(January 21) In their zeal to make a federal criminal case against the defendants who were already charged with bribery-related crimes in the state’s Colonies Lawsuit Settlement Public Corruption Prosecution, FBI agents and members of the U.S. Attorney’s Office violated the constitutional rights of the central figure in the case, his lawyer has alleged in recent filings in U.S. District Court.
The California Attorney General’s Office and the San Bernardino County District Attorney’s Office obtained an indictment against Jeff Burum, Paul Biane, Mark Kirk and Jim Erwin in May 2011. That indictment alleged Burum, one of the two managing principals of the Colonies Partners, first extorted and then bribed then-supervisors Bill Postmus and Paul Biane to vote to approve conferring a $102 million payment to the Colonies Partners in 2006. That payment was made to settle a lawsuit brought against the county by the Colonies Partners in 2002 over flood control issues at the Colonies at San Antonio residential and Colonies Crossroads commercial subdivisions in northeastern Upland.
According to the prosecution, Burum, with the assistance of Erwin, a former president of the San Bernardino County sheriff’s deputies union who was working as a consultant to the Colonies partners, in 2006 threatened Biane and Postmus, who were that year involved in political campaigns, by creating political mailers that dwelled on derogatory information pertaining to both.
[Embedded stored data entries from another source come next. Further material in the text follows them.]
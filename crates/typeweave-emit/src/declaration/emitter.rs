//! Node to TypeScript syntax conversion.

use tracing::trace;
use typeweave_core::{DefinitionMap, Error, Literal, Node, Result};

use super::ast::{Keyword, Parameter, PropertySignature, TupleMember, TypeAlias, TypeNode};

const TARGET: &str = "TypeScript";

/// Builds TypeScript type syntax for nodes.
pub struct DeclarationEmitter<'d> {
    definitions: &'d DefinitionMap,
}

impl<'d> DeclarationEmitter<'d> {
    pub fn new(definitions: &'d DefinitionMap) -> Self {
        Self { definitions }
    }

    pub fn emit(&self, node: &Node) -> Result<TypeNode> {
        Ok(match node {
            Node::String => TypeNode::Keyword(Keyword::String),
            Node::Number => TypeNode::Keyword(Keyword::Number),
            Node::Boolean => TypeNode::Keyword(Keyword::Boolean),
            Node::Null => TypeNode::LiteralType(Literal::Null),
            Node::Undefined => TypeNode::Keyword(Keyword::Undefined),
            Node::Void => TypeNode::Keyword(Keyword::Void),
            Node::Any => TypeNode::Keyword(Keyword::Any),
            Node::Unknown => TypeNode::Keyword(Keyword::Unknown),
            Node::Never => TypeNode::Keyword(Keyword::Never),
            Node::BigInt => TypeNode::Keyword(Keyword::BigInt),
            Node::Date => TypeNode::reference("Date", Vec::new()),
            Node::RegExp => TypeNode::reference("RegExp", Vec::new()),
            Node::Literal { value } => {
                if let Literal::Number(n) = value
                    && !n.is_finite()
                {
                    return Err(Error::unsupported(TARGET, "non-finite number literal"));
                }
                TypeNode::LiteralType(value.clone())
            }
            Node::Array { element } => TypeNode::Array(Box::new(self.emit(element)?)),
            Node::Set { element } => TypeNode::reference("Set", vec![self.emit(element)?]),
            Node::Record { key, value } => {
                TypeNode::reference("Record", vec![self.emit(key)?, self.emit(value)?])
            }
            Node::Map { key, value } => {
                TypeNode::reference("Map", vec![self.emit(key)?, self.emit(value)?])
            }
            Node::Object { shape } => {
                let mut properties = Vec::with_capacity(shape.len());
                for (name, value) in shape {
                    let (ty, optional) = self.emit_optional(value)?;
                    properties.push(PropertySignature {
                        name: name.clone(),
                        optional,
                        ty,
                    });
                }
                TypeNode::TypeLiteral(properties)
            }
            Node::Union { members } => match members.single() {
                Some(only) => self.emit(only)?,
                None => TypeNode::Union(self.emit_all(members)?),
            },
            Node::Tuple { elements } => {
                let mut members = Vec::with_capacity(elements.len());
                for element in elements.iter() {
                    let (ty, optional) = self.emit_optional(element)?;
                    members.push(TupleMember { optional, ty });
                }
                TypeNode::Tuple(members)
            }
            Node::Intersection { members } => TypeNode::Intersection(self.emit_all(members)?),
            Node::Function {
                parameters,
                returns,
            } => {
                let mut params = Vec::with_capacity(parameters.len());
                for (i, parameter) in parameters.iter().enumerate() {
                    params.push(Parameter {
                        name: format!("args_{i}"),
                        ty: self.emit(parameter)?,
                    });
                }
                let returns = match returns {
                    Some(returns) => self.emit(returns)?,
                    None => TypeNode::Keyword(Keyword::Void),
                };
                TypeNode::Function {
                    parameters: params,
                    returns: Box::new(returns),
                }
            }
            Node::DefinitionReference { identifier, .. } => {
                if !self.definitions.contains(identifier) {
                    return Err(Error::UnresolvedReference(identifier.clone()));
                }
                TypeNode::reference(identifier.clone(), Vec::new())
            }
        })
    }

    fn emit_all(&self, nodes: &[Node]) -> Result<Vec<TypeNode>> {
        let mut out = Vec::with_capacity(nodes.len());
        for node in nodes {
            out.push(self.emit(node)?);
        }
        Ok(out)
    }

    /// The type to print after an optionality marker, and whether the marker applies.
    fn emit_optional(&self, node: &Node) -> Result<(TypeNode, bool)> {
        if !node.is_optional() {
            return Ok((self.emit(node)?, false));
        }
        let ty = match node.without_undefined() {
            Some(inner) => self.emit(&inner)?,
            None => TypeNode::Keyword(Keyword::Undefined),
        };
        Ok((ty, true))
    }

    /// One alias per definition, in registration order.
    pub fn emit_definitions(&self) -> Result<Vec<TypeAlias>> {
        let mut aliases = Vec::with_capacity(self.definitions.len());
        for (identifier, definition) in self.definitions.iter() {
            trace!(identifier, "emitting type alias");
            aliases.push(TypeAlias {
                name: identifier.to_string(),
                ty: self.emit(&definition.node)?,
            });
        }
        Ok(aliases)
    }
}
//! Schema to node conversion.

use typeweave_core::{Extraction, Node, Registry, Result};

use super::graph::{LazyId, Schema, SchemaGraph, SchemaId};

/// Import the schema at `root` as a node tree.
///
/// Each lazy handle becomes one definition, named after its slot. Lazies that
/// refer to themselves produce self-referencing definitions.
pub fn from_schema(graph: &SchemaGraph, root: SchemaId) -> Result<Extraction> {
    let importer = Importer { graph };
    let mut registry = Registry::new();
    let root = importer.node(root, &mut registry)?;
    Ok(Extraction {
        root,
        definitions: registry.into_definitions(),
    })
}

struct Importer<'g> {
    graph: &'g SchemaGraph,
}

impl Importer<'_> {
    fn node(&self, id: SchemaId, registry: &mut Registry<LazyId>) -> Result<Node> {
        Ok(match self.graph.get(id) {
            Schema::String => Node::String,
            Schema::Number => Node::Number,
            Schema::Boolean => Node::Boolean,
            Schema::Null => Node::Null,
            Schema::Undefined => Node::Undefined,
            Schema::Void => Node::Void,
            Schema::Any => Node::Any,
            Schema::Unknown => Node::Unknown,
            Schema::Never => Node::Never,
            Schema::BigInt => Node::BigInt,
            Schema::Date => Node::Date,
            Schema::RegExp => Node::RegExp,
            Schema::Literal(value) => Node::literal(value.clone()),
            Schema::Array(element) => Node::array(self.node(*element, registry)?),
            Schema::Set(element) => Node::set(self.node(*element, registry)?),
            Schema::Record { key, value } => {
                Node::record(self.node(*key, registry)?, self.node(*value, registry)?)
            }
            Schema::Map { key, value } => {
                Node::map(self.node(*key, registry)?, self.node(*value, registry)?)
            }
            Schema::Object(properties) => {
                let mut shape = Vec::with_capacity(properties.len());
                for (name, &property) in properties {
                    shape.push((name.clone(), self.node(property, registry)?));
                }
                Node::object(shape)
            }
            Schema::Optional(inner) => Node::optional(self.node(*inner, registry)?),
            Schema::Union(members) => Node::union(self.all(members, registry)?)?,
            Schema::Tuple(elements) => Node::tuple(self.all(elements, registry)?)?,
            Schema::Intersection(members) => Node::intersection(self.all(members, registry)?)?,
            Schema::Function {
                parameters,
                returns,
            } => {
                let parameters = self.all(parameters, registry)?;
                let returns = match returns {
                    Some(returns) => Some(self.node(*returns, registry)?),
                    None => None,
                };
                Node::function(parameters, returns)
            }
            Schema::Lazy(lazy) => {
                let lazy = *lazy;
                let name = self.graph.lazy_name(lazy);
                registry.intern(lazy, Some(name), |registry| {
                    let target = self.graph.lazy_target(lazy)?;
                    self.node(target, registry)
                })?
            }
        })
    }

    fn all(&self, ids: &[SchemaId], registry: &mut Registry<LazyId>) -> Result<Vec<Node>> {
        let mut nodes = Vec::with_capacity(ids.len());
        for &id in ids {
            nodes.push(self.node(id, registry)?);
        }
        Ok(nodes)
    }
}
Prosecutors further allege that those mailers were withheld from distribution and that three weeks after the election Postmus and Biane joined with supervisor Gary Ovitt in approving the $102 million payment to the Colonies Partners. The prosecution alleges that subsequent to the $102 million settlement, payoffs were made to Postmus, Biane and Mark Kirk, the latter being supervisor Gary Ovitt’s chief of staff. These payoffs were in the form of separate $100,000 payments over the next seven months to political action committees controlled by Postmus, Biane and Kirk. Kirk was paid, prosecutors allege, for influencing his boss, Ovitt, to support the settlement payment.
Postmus had been named in a previous indictment concerning this alleged activity along with Erwin, in February 2010. Though he had initially pleaded not guilty in response to that indictment, in March 2011 he entered a guilty plea to all charges against him. He then served as the star witness when a second grand jury was impaneled in April 2011, which led to the superseding indictment in May 2011, which renamed Erwin and added Burum, Biane and Kirk.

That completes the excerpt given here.